I enjoyed chairing my friend Jeremy Corbyn’s two leadership campaigns in Scotland—by God, how I wish we had won the 2017 election and radically changed our country for the better.
I even enjoyed standing for Labour leader—well, we have all had a go at some point—on a socialist platform. I enjoyed the times that I screwed up by sending my entire budget speech to Derek Mackay minutes before the budget or sending everybody in the Parliament a reply to a confidential email from Mike Russell. Information technology was never my strong point.
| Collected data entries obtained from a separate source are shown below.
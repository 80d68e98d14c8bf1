//! Public facade over the deepwiki core: wires the domain ports to concrete
//! infrastructure and provider implementations and exposes the consumer
//! interfaces named in §6 — `index`, `search`, `ask`, `get_chunk_by_id`,
//! `get_chunks_by_file`, `stats` — as one `Workspace` handle. MCP transport,
//! the web UI, and wiki generation build on top of this crate; none of them
//! live here.

mod providers;

use std::path::{Path, PathBuf};
use std::sync::Arc;

use deepwiki_application::{Indexer, ProgressCallback, ResearchPipeline, WatcherOrchestrator};
pub use deepwiki_application::{CancelPredicate, ProgressHook};
use deepwiki_domain::entities::{CodeChunk, DeepResearchResult, IndexStatus, SearchResult};
use deepwiki_domain::error::{Error, IndexError, ResearchError};
use deepwiki_domain::ports::{CodeChunker, EmbeddingProvider, VectorStore, VectorStoreStats};
use deepwiki_domain::value_objects::{Config, Language};
use deepwiki_infrastructure::chunker::TreeSitterChunker;
use deepwiki_infrastructure::vector_store::DuckDbVectorStore;
use deepwiki_infrastructure::watcher::NotifyFileSystemWatcher;

pub use providers::{EmbeddingBackend, LlmBackend, WorkspaceBuilder};

/// A fully wired deepwiki instance over one repository root. Construct one
/// with [`WorkspaceBuilder`].
pub struct Workspace {
    repo_root: PathBuf,
    indexer: Arc<Indexer>,
    research: ResearchPipeline,
    vector_store: Arc<dyn VectorStore>,
    watcher: WatcherOrchestrator,
}

impl Workspace {
    pub(crate) fn new(
        repo_root: PathBuf,
        indexer: Arc<Indexer>,
        research: ResearchPipeline,
        vector_store: Arc<dyn VectorStore>,
        watcher: WatcherOrchestrator,
    ) -> Self {
        Workspace { repo_root, indexer, research, vector_store, watcher }
    }

    pub fn repo_root(&self) -> &Path {
        &self.repo_root
    }

    /// Runs a full or incremental index pass and persists the resulting
    /// `IndexStatus`.
    pub async fn index(&self, full_rebuild: bool, progress: Option<&ProgressCallback<'_>>) -> Result<IndexStatus, IndexError> {
        self.indexer.index(full_rebuild, progress).await
    }

    /// The most recently persisted `IndexStatus`, if any run has completed.
    pub async fn status(&self) -> Result<Option<IndexStatus>, IndexError> {
        self.indexer.status().await
    }

    pub async fn search(&self, query: &str, limit: usize, language: Option<Language>) -> Result<Vec<SearchResult>, IndexError> {
        self.indexer.search(query, limit, language).await
    }

    /// Runs the Deep Research pipeline end to end for one question.
    pub async fn ask(
        &self,
        question: &str,
        progress: Option<&ProgressHook>,
        cancel: Option<&CancelPredicate>,
    ) -> Result<DeepResearchResult, ResearchError> {
        self.research.ask(question, progress, cancel).await
    }

    pub async fn get_chunk_by_id(&self, id: &str) -> Result<Option<CodeChunk>, IndexError> {
        self.vector_store.get_chunk_by_id(id).await
    }

    pub async fn get_chunks_by_file(&self, rel_path: &str) -> Result<Vec<CodeChunk>, IndexError> {
        self.vector_store.get_chunks_by_file(rel_path).await
    }

    pub async fn stats(&self) -> Result<VectorStoreStats, IndexError> {
        self.vector_store.stats().await
    }

    /// Watches the repository root and drives debounced incremental index
    /// runs until the underlying watcher ends. Runs until cancelled by the
    /// caller (e.g. via `tokio::select!` against a shutdown signal) — the
    /// `notify`-backed watcher itself has no stop switch exposed here.
    pub async fn watch(&self, post_index: Option<&deepwiki_application::watcher::PostIndexHook>) -> Result<(), IndexError> {
        self.watcher.run(post_index).await
    }
}

/// Builds the chunker + vector store pair shared between indexing and
/// direct chunk construction (e.g. a CLI `chunk` subcommand that bypasses
/// the vector store entirely). Exposed for callers that want the chunking
/// pipeline without a full `Workspace`.
pub fn build_chunker(config: &Config) -> Arc<dyn CodeChunker> {
    Arc::new(TreeSitterChunker::new(config.chunking.class_split_threshold))
}

pub(crate) fn default_vector_store_path(repo_root: &Path) -> PathBuf {
    repo_root.join(".deepwiki").join("vectors").join("chunks.duckdb")
}

pub(crate) fn default_cache_store_path(repo_root: &Path) -> PathBuf {
    repo_root.join(".deepwiki").join("llm_cache").join("cache.duckdb")
}

pub(crate) fn open_vector_store(path: &Path, embedder: Arc<dyn EmbeddingProvider>) -> Result<DuckDbVectorStore, Error> {
    if let Some(parent) = path.parent() {
        std::fs::create_dir_all(parent).map_err(Error::Io)?;
    }
    DuckDbVectorStore::open(path, embedder).map_err(Error::from)
}

pub(crate) fn build_watcher() -> Arc<NotifyFileSystemWatcher> {
    Arc::new(NotifyFileSystemWatcher::new())
}
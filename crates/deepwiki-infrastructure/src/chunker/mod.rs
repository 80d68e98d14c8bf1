//! §4.2 Chunker: turns a parsed file into the emission sequence Module →
//! Import → Classes (pre-order) → top-level Functions.

mod metadata;

pub use metadata::{metadata_for, LanguageMetadata};

use std::path::{Path, PathBuf};

use deepwiki_domain::entities::{ChunkMetadata, CodeChunk, ANONYMOUS};
use deepwiki_domain::error::ParserError;
use deepwiki_domain::value_objects::{ChunkType, Language};
use deepwiki_domain::CodeChunker as CodeChunkerPort;
use tree_sitter::Node;

use crate::parser::{dialect_for, enclosing_class, find_by_type, node_text, parse_file, Parsers};

const MAX_SUMMARY_IMPORTS: usize = 10;

/// Real tree-sitter-backed implementation of the `CodeChunker` port.
pub struct TreeSitterChunker {
    parsers: Parsers,
    class_split_threshold: usize,
}

impl TreeSitterChunker {
    pub fn new(class_split_threshold: usize) -> Self {
        TreeSitterChunker {
            parsers: Parsers::new(),
            class_split_threshold,
        }
    }

    fn is_import_node(language: Language, node: Node, source: &[u8]) -> bool {
        if language != Language::Ruby {
            return true;
        }
        // Ruby's import kind is the generic `call` node; only `require`/
        // `require_relative` calls count as imports.
        let Some(method) = node.child_by_field_name("method") else {
            return false;
        };
        matches!(node_text(method, source).as_ref(), "require" | "require_relative")
    }

    fn top_level_imports<'tree>(
        &self,
        root: Node<'tree>,
        language: Language,
        source: &[u8],
    ) -> Vec<Node<'tree>> {
        let kinds = language.import_node_kinds();
        let mut cursor = root.walk();
        root.children(&mut cursor)
            .filter(|c| kinds.contains(&c.kind()) && Self::is_import_node(language, *c, source))
            .collect()
    }

    fn build_module_chunk(
        &self,
        root: Node,
        language: Language,
        source: &[u8],
        rel_path: &str,
        imports: &[Node],
        classes: &[(Node, String)],
        top_level_functions: &[(Node, String)],
        line_count: usize,
    ) -> CodeChunk {
        let stem = Path::new(rel_path)
            .file_stem()
            .map(|s| s.to_string_lossy().into_owned())
            .unwrap_or_else(|| rel_path.to_string());

        let mut content = String::from("# Imports:\n");
        for (i, import) in imports.iter().take(MAX_SUMMARY_IMPORTS).enumerate() {
            if i > 0 {
                content.push('\n');
            }
            content.push_str(node_text(*import, source).trim());
        }
        if imports.len() > MAX_SUMMARY_IMPORTS {
            content.push_str(&format!("\n... and {} more", imports.len() - MAX_SUMMARY_IMPORTS));
        }

        content.push_str("\n# Classes: ");
        content.push_str(&classes.iter().map(|(_, name)| name.as_str()).collect::<Vec<_>>().join(", "));

        content.push_str("\n# Functions: ");
        content.push_str(
            &top_level_functions
                .iter()
                .map(|(_, name)| name.as_str())
                .collect::<Vec<_>>()
                .join(", "),
        );

        let mut chunk = CodeChunk::new(rel_path, language, ChunkType::Module, stem, content, 1, line_count.max(1));
        chunk.docstring = dialect_for(language).module_docstring(root, source);
        chunk.metadata = ChunkMetadata {
            is_overview: Some(true),
            ..ChunkMetadata::default()
        };
        chunk
    }

    fn build_import_chunk(&self, language: Language, source: &[u8], rel_path: &str, imports: &[Node]) -> Option<CodeChunk> {
        if imports.is_empty() {
            return None;
        }
        let start_line = imports.iter().map(|n| n.start_position().row).min().unwrap() + 1;
        let end_line = imports.iter().map(|n| n.end_position().row).max().unwrap() + 1;
        let content = imports
            .iter()
            .map(|n| node_text(*n, source).into_owned())
            .collect::<Vec<_>>()
            .join("\n");
        let mut chunk = CodeChunk::new(rel_path, language, ChunkType::Import, ANONYMOUS, content, start_line, end_line);
        chunk.metadata.import_count = Some(imports.len());
        Some(chunk)
    }

    fn build_class_chunks(&self, language: Language, source: &[u8], rel_path: &str, class_node: Node, class_name: &str) -> Vec<CodeChunk> {
        let dialect = dialect_for(language);
        let start_line = class_node.start_position().row + 1;
        let end_line = class_node.end_position().row + 1;
        let line_count = end_line - start_line + 1;

        if line_count <= self.class_split_threshold {
            let mut chunk = CodeChunk::new(
                rel_path,
                language,
                ChunkType::Class,
                class_name,
                node_text(class_node, source).into_owned(),
                start_line,
                end_line,
            );
            chunk.docstring = dialect.docstring(class_node, source);
            chunk.metadata.line_count = Some(line_count);
            chunk.metadata.parent_classes = dialect.parent_classes(class_node, source);
            return vec![chunk];
        }

        let body = class_node.child_by_field_name("body").unwrap_or(class_node);
        let methods: Vec<(Node, String)> = find_by_type(body, language.function_node_kinds())
            .into_iter()
            .filter(|m| enclosing_class(*m, language.class_ancestor_kinds()).map(|c| c.id()) == Some(class_node.id()))
            .map(|m| (m, dialect.node_name(m, source).unwrap_or_else(|| ANONYMOUS.to_string())))
            .collect();

        let signature_end = body.start_byte().min(class_node.end_byte());
        let signature_text = String::from_utf8_lossy(&source[class_node.start_byte()..signature_end])
            .trim_end()
            .to_string();
        let mut summary_content = signature_text;
        summary_content.push_str("\n# Methods: ");
        summary_content.push_str(&methods.iter().map(|(_, n)| n.as_str()).collect::<Vec<_>>().join(", "));

        let mut summary = CodeChunk::new(
            rel_path,
            language,
            ChunkType::Class,
            class_name,
            summary_content,
            start_line,
            end_line,
        );
        summary.docstring = dialect.docstring(class_node, source);
        summary.metadata = ChunkMetadata {
            is_summary: Some(true),
            line_count: Some(line_count),
            method_count: Some(methods.len()),
            parent_classes: dialect.parent_classes(class_node, source),
            ..ChunkMetadata::default()
        };

        let mut out = vec![summary];
        for (method_node, method_name) in methods {
            let mstart = method_node.start_position().row + 1;
            let mend = method_node.end_position().row + 1;
            let mut chunk = CodeChunk::new(
                rel_path,
                language,
                ChunkType::Method,
                method_name,
                node_text(method_node, source).into_owned(),
                mstart,
                mend,
            );
            chunk.parent_name = Some(class_name.to_string());
            chunk.docstring = dialect.docstring(method_node, source);
            metadata_for(language).enrich_function_metadata(method_node, source, &mut chunk.metadata);
            out.push(chunk);
        }
        out
    }

    fn build_function_chunk(&self, language: Language, source: &[u8], rel_path: &str, node: Node, name: &str) -> CodeChunk {
        let dialect = dialect_for(language);
        let start_line = node.start_position().row + 1;
        let end_line = node.end_position().row + 1;
        let mut chunk = CodeChunk::new(
            rel_path,
            language,
            ChunkType::Function,
            name,
            node_text(node, source).into_owned(),
            start_line,
            end_line,
        );
        chunk.docstring = dialect.docstring(node, source);
        metadata_for(language).enrich_function_metadata(node, source, &mut chunk.metadata);
        chunk
    }
}

impl CodeChunkerPort for TreeSitterChunker {
    fn chunk_file(&self, path: &Path, repo_root: &Path) -> Result<Option<Vec<CodeChunk>>, ParserError> {
        let Some((tree, language, bytes)) = parse_file(&self.parsers, path)? else {
            return Ok(None);
        };
        let rel_path = path
            .strip_prefix(repo_root)
            .unwrap_or(path)
            .to_string_lossy()
            .replace('\\', "/");
        Ok(Some(self.chunk_parsed(tree.root_node(), language, &bytes, &rel_path)))
    }

    fn chunk_content(&self, content: &[u8], language: Language, rel_path: &str) -> Result<Vec<CodeChunk>, ParserError> {
        let tree = self.parsers.parse(content, language)?;
        Ok(self.chunk_parsed(tree.root_node(), language, content, rel_path))
    }

    fn supported_languages(&self) -> &[Language] {
        &Language::ALL
    }
}

impl TreeSitterChunker {
    fn chunk_parsed(&self, root: Node, language: Language, source: &[u8], rel_path: &str) -> Vec<CodeChunk> {
        let dialect = dialect_for(language);
        let line_count = String::from_utf8_lossy(source).lines().count();

        let imports = self.top_level_imports(root, language, source);

        let class_nodes = find_by_type(root, language.class_node_kinds());
        let classes: Vec<(Node, String)> = class_nodes
            .into_iter()
            .map(|n| (n, dialect.node_name(n, source).unwrap_or_else(|| ANONYMOUS.to_string())))
            .collect();

        let top_level_functions: Vec<(Node, String)> = find_by_type(root, language.function_node_kinds())
            .into_iter()
            .filter(|n| enclosing_class(*n, language.class_ancestor_kinds()).is_none())
            .map(|n| (n, dialect.node_name(n, source).unwrap_or_else(|| ANONYMOUS.to_string())))
            .collect();

        let mut out = Vec::with_capacity(2 + classes.len() * 2 + top_level_functions.len());
        out.push(self.build_module_chunk(
            root,
            language,
            source,
            rel_path,
            &imports,
            &classes,
            &top_level_functions,
            line_count,
        ));
        if let Some(import_chunk) = self.build_import_chunk(language, source, rel_path, &imports) {
            out.push(import_chunk);
        }
        for (class_node, class_name) in &classes {
            out.extend(self.build_class_chunks(language, source, rel_path, *class_node, class_name));
        }
        for (func_node, func_name) in &top_level_functions {
            out.push(self.build_function_chunk(language, source, rel_path, *func_node, func_name));
        }
        out
    }
}

/// Used by the Indexer to pair a discovered file with the repo root it was
/// scanned under, for batched chunking.
pub type ChunkBatchEntry = (PathBuf, PathBuf);

#[cfg(test)]
mod tests {
    use super::*;

    const GREETER_SRC: &str = "class Greeter:\n    def __init__(self, prefix: str = \"Hello\"):\n        self.prefix = prefix\n    def greet(self, name: str) -> str:\n        \"\"\"Greet someone.\"\"\"\n        return f\"{self.prefix}, {name}!\"\n";

    #[test]
    fn s1_whole_class_below_threshold() {
        let chunker = TreeSitterChunker::new(200);
        let chunks = chunker.chunk_content(GREETER_SRC.as_bytes(), Language::Python, "greeter.py").unwrap();
        assert_eq!(chunks[0].chunk_type, ChunkType::Module);
        assert_eq!(chunks[0].start_line, 1);
        assert_eq!(chunks[0].end_line, 6);
        assert_eq!(chunks[0].metadata.is_overview, Some(true));

        let class_chunk = chunks.iter().find(|c| c.chunk_type == ChunkType::Class).unwrap();
        assert_eq!(class_chunk.name, "Greeter");
        assert_eq!(class_chunk.metadata.line_count, Some(6));
        assert!(chunks.iter().all(|c| c.chunk_type != ChunkType::Method));
    }

    #[test]
    fn s1_split_class_below_threshold() {
        let chunker = TreeSitterChunker::new(4);
        let chunks = chunker.chunk_content(GREETER_SRC.as_bytes(), Language::Python, "greeter.py").unwrap();

        let summary = chunks.iter().find(|c| c.chunk_type == ChunkType::Class).unwrap();
        assert_eq!(summary.metadata.is_summary, Some(true));

        let methods: Vec<_> = chunks.iter().filter(|c| c.chunk_type == ChunkType::Method).collect();
        assert_eq!(methods.len(), 2);
        assert_eq!(methods[0].name, "__init__");
        assert_eq!(methods[0].parent_name.as_deref(), Some("Greeter"));
        assert_eq!(methods[1].name, "greet");
        assert_eq!(methods[1].parent_name.as_deref(), Some("Greeter"));
        assert_eq!(methods[1].metadata.parameter_types.get("name").map(String::as_str), Some("str"));
        assert_eq!(methods[1].metadata.return_type.as_deref(), Some("str"));
        assert_eq!(methods[1].docstring.as_deref(), Some("Greet someone."));
    }

    #[test]
    fn invariant_start_line_le_end_line_for_every_chunk() {
        let chunker = TreeSitterChunker::new(4);
        let chunks = chunker.chunk_content(GREETER_SRC.as_bytes(), Language::Python, "greeter.py").unwrap();
        for chunk in &chunks {
            assert!(chunk.start_line >= 1);
            assert!(chunk.start_line <= chunk.end_line);
        }
    }

    #[test]
    fn chunker_is_deterministic_across_runs() {
        let chunker = TreeSitterChunker::new(4);
        let a = chunker.chunk_content(GREETER_SRC.as_bytes(), Language::Python, "greeter.py").unwrap();
        let b = chunker.chunk_content(GREETER_SRC.as_bytes(), Language::Python, "greeter.py").unwrap();
        assert_eq!(a, b);
    }

    #[test]
    fn top_level_function_has_no_parent_name() {
        let chunker = TreeSitterChunker::new(200);
        let chunks = chunker
            .chunk_content(b"def f():\n    pass\n", Language::Python, "m.py")
            .unwrap();
        let func = chunks.iter().find(|c| c.chunk_type == ChunkType::Function).unwrap();
        assert_eq!(func.name, "f");
        assert!(func.parent_name.is_none());
    }

    #[test]
    fn every_method_chunk_has_its_class_chunk_emitted_earlier() {
        let chunker = TreeSitterChunker::new(4);
        let chunks = chunker.chunk_content(GREETER_SRC.as_bytes(), Language::Python, "greeter.py").unwrap();

        for (i, chunk) in chunks.iter().enumerate() {
            if chunk.chunk_type != ChunkType::Method {
                continue;
            }
            let parent_name = chunk.parent_name.as_deref().expect("method chunk must carry a parent_name");
            let class_emitted_earlier = chunks[..i]
                .iter()
                .any(|c| c.chunk_type == ChunkType::Class && c.name == parent_name);
            assert!(class_emitted_earlier, "no Class chunk named {parent_name:?} emitted before method {}", chunk.name);
        }
    }

    #[test]
    fn import_chunk_counts_top_level_imports_only() {
        let chunker = TreeSitterChunker::new(200);
        let src = b"import os\nimport sys\n\ndef f():\n    import json\n    return json\n";
        let chunks = chunker.chunk_content(src, Language::Python, "m.py").unwrap();
        let import_chunk = chunks.iter().find(|c| c.chunk_type == ChunkType::Import).unwrap();
        assert_eq!(import_chunk.metadata.import_count, Some(2));
    }
}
I have a saying that a person cannot be a socialist and a pessimist. I remember using that line in a debate and David McLetchie intervening to ask, “Well, if that is the case, why do you all look so bloody miserable?” I liked debating with McLetchie. However, I am not miserable and I am not pessimistic. More than ever, I believe that socialism is the answer to the biggest questions that we have to deal with: poverty, climate change, hunger, conflict and exploitation. It is because of free-market capitalism that we are here, on the precipice of a disaster for our planet. Those questions can be addressed only by a planned economy, public ownership and international solidarity. Irrespective of our political views, we are all brothers and sisters, and we have as much of a duty to feed and educate a child in war-torn Yemen as we do a child in the school next door, but those principles are alien to anyone who believes in capitalism.
I make a plea to those who follow me: speak up, challenge others and your own party, be awkward, do not accept the line that that is how it has always been done, take up issues, do not be afraid to be rebuffed, and come back again with the same issue until you win. Finally, I say to them, “Enjoy yourself”—I certainly have. [Applause.]